Este “tiempo de gracia” me ha motivado, como seguramente a muchas y muchos, a visitar mis zonas de caos doméstico. Así es como me adentré en el “cuarto de los trebejos” o “cuarto de los suspiros” –como le llamamos en familia–: esa habitación o rincón donde se va acumulando todo sin ton ni son y que sólo entrar nos hace suspirar porque no hallamos por dónde comenzar. Es en este punto donde corre el riesgo de convertirse en la “habitación del pánico”, sólo de entrar en ella.
Pues he aquí que me encontré con un par de cajas llenas de cartas. Sobres y sobres de la era pre-digital, donde los afectos se materializaban en palabras escritas sobre papel, cuya vida roza la eternidad. A diferencia de estas otras emulaciones de palabras que empleamos hoy y que duran menos de un parpadeo en la pantalla de los dispositivos electrónicos. Con ellas solemos sentir que estamos comunicados.
Entre las cartas que viajaron desde México hasta Barcelona aquel agosto de 1997, llegó el que podría ser el primer intento de poema que escribí. Está dedicado a mi madre y no sabría ponerle fecha. Aquella letra y la que garabateo ahora no se parecen en nada. Pero sé que fue hecha por la misma mano casi 40 años antes porque mi madre así lo asegura (y porque tuve el valor de firmarlo). Mi madre lo fotocopió y por detrás me reseñó el contexto en que lo compuse.

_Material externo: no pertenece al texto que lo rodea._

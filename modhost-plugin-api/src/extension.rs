//! Host-defined capabilities that modules may implement

use std::collections::HashMap;

use serde::{Deserialize, Serialize};

use crate::error::PluginError;

/// One editable setting exposed by a [`SettingsPanel`]
#[derive(Debug, Clone, PartialEq, Serialize, Deserialize)]
pub struct SettingField {
    /// Setting name, scoped under the module id by the panel
    pub name: String,
    /// Label shown to the operator
    pub label: String,
    /// Current value (string form)
    pub value: String,
}

/// Settings page contributed by a module.
///
/// A module registers at most one panel during `on_start`; the host looks it
/// up by owner id to render and save the module's settings.
pub trait SettingsPanel: Send + Sync {
    /// Current fields with their values
    fn fields(&self) -> Vec<SettingField>;

    /// Persist edited values, keyed by field name
    fn save(&self, values: &HashMap<String, String>) -> Result<(), PluginError>;
}
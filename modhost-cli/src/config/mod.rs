mod loader;
mod types;

pub use loader::ConfigLoader;
pub use types::ModhostConfig;
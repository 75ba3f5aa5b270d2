//! PluginContext - a module's interface to host services

use std::any::{Any, TypeId};
use std::collections::HashMap;
use std::fmt::Display;
use std::path::{Path, PathBuf};
use std::sync::{Arc, Mutex, PoisonError};

use crate::error::PluginError;

// ─── Host Services ───────────────────────────────────────────────────

/// Services the host hands to a module when it starts.
///
/// Modules reach host functionality only through this handle; there is no
/// process-wide accessor. The concrete implementation lives in the host.
pub trait HostServices: Send + Sync {
    /// Version of the running host
    fn host_version(&self) -> String;

    /// Read a raw config value by its fully qualified key
    fn config_value(&self, key: &str) -> Option<String>;

    /// Create or overwrite a config value by its fully qualified key
    fn set_config_value(&self, key: &str, value: &str) -> Result<(), PluginError>;
}

/// In-memory [`HostServices`] used when no host is attached (tests, tooling).
#[derive(Debug, Default)]
pub struct StaticServices {
    host_version: String,
    values: Mutex<HashMap<String, String>>,
}

impl StaticServices {
    /// Create services reporting the given host version
    pub fn new(host_version: impl Into<String>) -> Self {
        Self {
            host_version: host_version.into(),
            values: Mutex::new(HashMap::new()),
        }
    }
}

impl HostServices for StaticServices {
    fn host_version(&self) -> String {
        self.host_version.clone()
    }

    fn config_value(&self, key: &str) -> Option<String> {
        self.values
            .lock()
            .unwrap_or_else(PoisonError::into_inner)
            .get(key)
            .cloned()
    }

    fn set_config_value(&self, key: &str, value: &str) -> Result<(), PluginError> {
        self.values
            .lock()
            .unwrap_or_else(PoisonError::into_inner)
            .insert(key.to_string(), value.to_string());
        Ok(())
    }
}

// ─── Extension Registration ──────────────────────────────────────────

/// An extension instance a module offers for a host-defined capability.
///
/// The instance is stored type-erased; the host recovers it with
/// [`ExtensionRegistration::downcast`] using the same capability type.
#[derive(Clone)]
pub struct ExtensionRegistration {
    capability: TypeId,
    capability_name: &'static str,
    instance: Arc<dyn Any + Send + Sync>,
}

impl ExtensionRegistration {
    /// Wrap an instance implementing capability `C`
    pub fn new<C: ?Sized + Send + Sync + 'static>(instance: Arc<C>) -> Self {
        Self {
            capability: TypeId::of::<C>(),
            capability_name: std::any::type_name::<C>(),
            instance: Arc::new(instance),
        }
    }

    /// Type id of the capability this instance was registered for
    pub fn capability(&self) -> TypeId {
        self.capability
    }

    /// Readable capability name (for logs)
    pub fn capability_name(&self) -> &'static str {
        self.capability_name
    }

    /// Recover the instance as capability `C`
    pub fn downcast<C: ?Sized + Send + Sync + 'static>(&self) -> Option<Arc<C>> {
        self.instance.downcast_ref::<Arc<C>>().cloned()
    }
}

impl std::fmt::Debug for ExtensionRegistration {
    fn fmt(&self, f: &mut std::fmt::Formatter<'_>) -> std::fmt::Result {
        f.debug_struct("ExtensionRegistration")
            .field("capability", &self.capability_name)
            .finish_non_exhaustive()
    }
}

// ─── Context ─────────────────────────────────────────────────────────

/// A module's interface to the host.
///
/// Passed to the start and stop hooks. Provides:
/// - the injected [`HostServices`] handle
/// - module-scoped configuration (`"<module-id>.<name>"` keys)
/// - extension registration, committed by the host once `on_start` succeeds
/// - logging helpers tagged with the module id
pub struct PluginContext {
    plugin_id: String,
    plugin_dir: PathBuf,
    services: Arc<dyn HostServices>,
    /// Extensions pending registration
    pending_extensions: Vec<ExtensionRegistration>,
}

impl PluginContext {
    /// Create a context backed by detached in-memory services
    pub fn new(plugin_id: String, plugin_dir: PathBuf) -> Self {
        Self::with_services(plugin_id, plugin_dir, Arc::new(StaticServices::default()))
    }

    /// Create a context with host-provided services
    pub fn with_services(
        plugin_id: String,
        plugin_dir: PathBuf,
        services: Arc<dyn HostServices>,
    ) -> Self {
        Self {
            plugin_id,
            plugin_dir,
            services,
            pending_extensions: Vec::new(),
        }
    }

    /// Get the module's id
    pub fn plugin_id(&self) -> &str {
        &self.plugin_id
    }

    /// Get the directory holding the module's archive
    pub fn plugin_dir(&self) -> &Path {
        &self.plugin_dir
    }

    /// Get the injected host services
    pub fn services(&self) -> Arc<dyn HostServices> {
        Arc::clone(&self.services)
    }

    /// Version of the running host
    pub fn host_version(&self) -> String {
        self.services.host_version()
    }

    // ─── Configuration ───────────────────────────────────────────────

    fn scoped_key(&self, name: &str) -> String {
        format!("{}.{}", self.plugin_id, name)
    }

    /// Read a module-scoped config value, falling back to `default`
    ///
    /// # Example
    /// ```ignore
    /// let greeting = ctx.config_get("greeting", "hello");
    /// ```
    pub fn config_get(&self, name: &str, default: &str) -> String {
        self.services
            .config_value(&self.scoped_key(name))
            .unwrap_or_else(|| default.to_string())
    }

    /// Write a module-scoped config value (stored in its string form)
    pub fn config_set(&self, name: &str, value: impl Display) -> Result<(), PluginError> {
        self.services
            .set_config_value(&self.scoped_key(name), &value.to_string())
    }

    // ─── Extension Registration ──────────────────────────────────────

    /// Register an instance for capability `C`.
    ///
    /// ```ignore
    /// ctx.register_extension::<dyn SettingsPanel>(Arc::new(MyPanel::default()));
    /// ```
    pub fn register_extension<C: ?Sized + Send + Sync + 'static>(&mut self, instance: Arc<C>) {
        let registration = ExtensionRegistration::new(instance);
        tracing::debug!(
            plugin = %self.plugin_id,
            capability = registration.capability_name(),
            "Extension registered"
        );
        self.pending_extensions.push(registration);
    }

    /// Get extensions pending registration (used by the host)
    pub fn pending_extensions(&self) -> &[ExtensionRegistration] {
        &self.pending_extensions
    }

    /// Take pending extensions (used by the host after `on_start` succeeds)
    pub fn take_pending_extensions(&mut self) -> Vec<ExtensionRegistration> {
        std::mem::take(&mut self.pending_extensions)
    }

    // ─── Logging ─────────────────────────────────────────────────────

    /// Log an info message (automatically tagged with the module id)
    pub fn log_info(&self, message: &str) {
        tracing::info!(plugin = %self.plugin_id, "{}", message);
    }

    /// Log a warning message
    pub fn log_warn(&self, message: &str) {
        tracing::warn!(plugin = %self.plugin_id, "{}", message);
    }

    /// Log an error message
    pub fn log_error(&self, message: &str) {
        tracing::error!(plugin = %self.plugin_id, "{}", message);
    }

    /// Log a debug message
    pub fn log_debug(&self, message: &str) {
        tracing::debug!(plugin = %self.plugin_id, "{}", message);
    }
}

2020, el año en que una pandemia me ha hecho recordar muchas clases de amor olvidado, gracias a haber entrado en reposo. Cuando el agua de un depósito o del río está agitada no conseguimos ver a través de ella. Es necesario dejar que repose –que se forme un poso en el fondo– para que las partículas densas se sedimenten y pueda recuperar su transparencia. El confinamiento obligado por las circunstancias nos regala la oportunidad de reposo. Y con ello la posibilidad de entrar en nosotras y nosotros y visitar nuestros olvidos. Familiares que han dejado esta dimensión, amigas y amigos que ya no frecuentamos, antiguos amores… Ese pasado que es parte de nuestra biografía emocional y que, por ende, es muy presente.
El amor en tiempos del coronavirus, evocando aquel título de “en los tiempos del cólera”, es un amor que reivindica la supervivencia en la memoria. Como aquellas personas que una vez muertas siguen vivas porque las recordamos. Re-cordar es volver a pasar por el corazón. Estos días de marzo quedarán grabados en el corazón por muchos motivos.